**Description of the task**
Each line from the opening of the records that follow to the line with "const COMMAND_PREVIEW_CHARS: usize = 50;" needs to be written out exactly. Add nothing.
##### Available data
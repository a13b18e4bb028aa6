use anyhow::{Context, Result};
use chrono::{Local, NaiveDateTime};
use clap::{ArgGroup, Parser};
use memtrend::{
    config::Config,
    engine::Aggregator,
    pivot::OutputNaming,
    source::DirectorySource,
    window::TimeWindow,
    Error,
};
use std::path::PathBuf;
use std::process::ExitCode;
use tracing::{error, info, warn};
use tracing_subscriber::{fmt, EnvFilter};

const COMMAND_PREVIEW_CHARS: usize = 50;

/// Aggregate process memory snapshots into OHLC time series (TSV).
///
/// Examples:
///   memtrend-aggregate --hours 24 --output memory_24h.tsv
///   memtrend-aggregate --days 7 --interval 60 --output memory_1week.tsv
///   memtrend-aggregate --range "2025-06-01 00:00:00" "2025-06-02 00:00:00" --output june1.tsv
#[derive(Parser)]
#[command(name = "memtrend-aggregate", version, about, verbatim_doc_comment)]
#[command(group(ArgGroup::new("window").required(true).args(["hours", "days", "range"])))]
struct Cli {
    /// Aggregate the last N hours
    #[arg(long)]
    hours: Option<u32>,

    /// Aggregate the last N days
    #[arg(long)]
    days: Option<u32>,

    /// Explicit window, both bounds as "YYYY-MM-DD HH:MM:SS" local time
    #[arg(long, num_args = 2, value_names = ["START", "END"])]
    range: Option<Vec<String>>,

    /// Bucket width in minutes [default: 15, or the config file value]
    #[arg(long, value_parser = clap::value_parser!(u32).range(1..))]
    interval: Option<u32>,

    /// Output TSV path; ".tsv" is appended when missing
    #[arg(short, long)]
    output: PathBuf,

    /// Snapshot directory [default: ./output, or the config file value]
    #[arg(long)]
    data_dir: Option<PathBuf>,

    /// TOML configuration file
    #[arg(short, long)]
    config: Option<PathBuf>,

    /// Log progress and the top memory consumers
    #[arg(short, long)]
    verbose: bool,
}

impl Cli {
    fn window(&self, now: NaiveDateTime) -> memtrend::Result<TimeWindow> {
        if let Some(hours) = self.hours {
            TimeWindow::last_hours(now, hours)
        } else if let Some(days) = self.days {
            TimeWindow::last_days(now, days)
        } else {
            match self.range.as_deref() {
                Some([start, end]) => TimeWindow::parse_range(start, end),
                // clap enforces one selector with exactly two range values
                _ => unreachable!("time window selector is required"),
            }
        }
    }
}

/// Process exit codes. Usage errors exit with clap's own code 2.
#[derive(Debug, Clone, Copy, PartialEq, Eq)]
enum ExitStatus {
    /// Finished, including "no data in range".
    Success = 0,
    /// Ctrl-C before the run finished.
    Interrupted = 1,
    /// `--config` could not be loaded.
    Config = 100,
    /// `--range` bound is not `YYYY-MM-DD HH:MM:SS`.
    MalformedDate = 108,
    /// Start is not before end.
    InvertedRange = 110,
    /// Aggregation, output, or internal failure.
    Failure = 111,
}

impl From<ExitStatus> for ExitCode {
    fn from(status: ExitStatus) -> Self {
        ExitCode::from(status as u8)
    }
}

/// Exit status for a window that could not be built.
fn window_status(err: &Error) -> ExitStatus {
    match err {
        Error::MalformedDate { .. } => ExitStatus::MalformedDate,
        Error::InvertedWindow { .. } => ExitStatus::InvertedRange,
        _ => ExitStatus::Failure,
    }
}

/// Effective run settings: CLI flags over config file over defaults.
struct Settings {
    data_dir: PathBuf,
    interval_minutes: u32,
    file_prefix: String,
    top_count: usize,
    output: PathBuf,
    naming: OutputNaming,
    verbose: bool,
}

impl Settings {
    fn resolve(cli: Cli, config: Config) -> Self {
        Settings {
            data_dir: cli.data_dir.unwrap_or(config.aggregate.data_dir),
            interval_minutes: cli.interval.unwrap_or(config.aggregate.interval_minutes),
            file_prefix: config.aggregate.file_prefix,
            top_count: config.aggregate.top_count,
            output: cli.output,
            naming: config.output,
            verbose: cli.verbose,
        }
    }
}

fn main() -> ExitCode {
    let cli = Cli::parse();
    init_tracing(cli.verbose);

    let config = match load_config(cli.config.as_deref()) {
        Ok(config) => config,
        Err(e) => {
            error!("{:#}", e);
            return ExitStatus::Config.into();
        }
    };

    let window = match cli.window(Local::now().naive_local()) {
        Ok(window) => window,
        Err(e) => {
            error!("{}", e);
            return window_status(&e).into();
        }
    };

    let settings = Settings::resolve(cli, config);
    if settings.verbose {
        info!(
            "Data directory {:?}, {} minute buckets, output {:?}",
            settings.data_dir, settings.interval_minutes, settings.output
        );
        info!("Window length {}", window.end() - window.start());
    }

    let runtime = match tokio::runtime::Builder::new_multi_thread().enable_all().build() {
        Ok(runtime) => runtime,
        Err(e) => {
            error!("Failed to build runtime: {}", e);
            return ExitStatus::Failure.into();
        }
    };
    let status = runtime.block_on(supervise(settings, window));
    // A still-running blocking job must not hold up an interrupted exit.
    runtime.shutdown_background();
    status.into()
}

fn init_tracing(verbose: bool) {
    let default_level = if verbose { "debug" } else { "info" };
    let filter = EnvFilter::try_from_default_env().unwrap_or_else(|_| EnvFilter::new(default_level));
    fmt()
        .with_env_filter(filter)
        .with_writer(std::io::stderr)
        .init();
}

fn load_config(explicit: Option<&std::path::Path>) -> Result<Config> {
    if let Some(path) = explicit {
        return Config::load(path).with_context(|| format!("loading config from {}", path.display()));
    }
    let path = Config::config_path();
    if path.exists() {
        Ok(Config::load(&path).unwrap_or_else(|e| {
            warn!("Failed to load config {:?}: {}, using defaults", path, e);
            Config::default()
        }))
    } else {
        Ok(Config::default())
    }
}

async fn supervise(settings: Settings, window: TimeWindow) -> ExitStatus {
    let job = tokio::task::spawn_blocking(move || run(&settings, &window));

    tokio::select! {
        joined = job => match joined {
            Ok(Ok(())) => ExitStatus::Success,
            Ok(Err(e)) => {
                error!("Aggregation failed: {:?}", e);
                ExitStatus::Failure
            }
            Err(e) => {
                error!("Aggregation task crashed: {}", e);
                ExitStatus::Failure
            }
        },
        _ = tokio::signal::ctrl_c() => {
            warn!("Interrupted");
            ExitStatus::Interrupted
        }
    }
}

fn run(settings: &Settings, window: &TimeWindow) -> Result<()> {
    let source = DirectorySource::new(&settings.data_dir).with_prefix(settings.file_prefix.as_str());
    let aggregator = Aggregator::new(source, settings.interval_minutes)?;
    let aggregation = aggregator.run(window).context("aggregating snapshots")?;

    let Some(files) = aggregation
        .write(&settings.output, &settings.naming)
        .context("writing aggregation output")?
    else {
        warn!("No data found in the requested window");
        warn!("Check the data directory {:?} and snapshot file names", settings.data_dir);
        return Ok(());
    };

    info!("Table written to {:?}", files.table);
    info!("PID mapping written to {:?}", files.mapping);
    info!(
        "{} series, {} time points",
        aggregation.report.series, aggregation.report.time_points
    );

    if settings.verbose {
        info!("Top memory consumers (latest bucket):");
        for (rank, top) in aggregation.top_consumers(settings.top_count).iter().enumerate() {
            let preview: String = top.command.chars().take(COMMAND_PREVIEW_CHARS).collect();
            info!("  {}. PID:{} RSS:{}KB CMD:{}", rank + 1, top.key, top.rss_kb, preview);
        }
    }

    Ok(())
}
##########
**Solved problem**
repository a13b18e4bb028aa6
use anyhow::{Context, Result};
use chrono::{Local, NaiveDateTime};
use clap::{ArgGroup, Parser};
use memtrend::{
    config::Config,
    engine::Aggregator,
    pivot::OutputNaming,
    source::DirectorySource,
    window::TimeWindow,
    Error,
};
use std::path::PathBuf;
use std::process::ExitCode;
use tracing::{error, info, warn};
use tracing_subscriber::{fmt, EnvFilter};

const COMMAND_PREVIEW_CHARS: usize = 50;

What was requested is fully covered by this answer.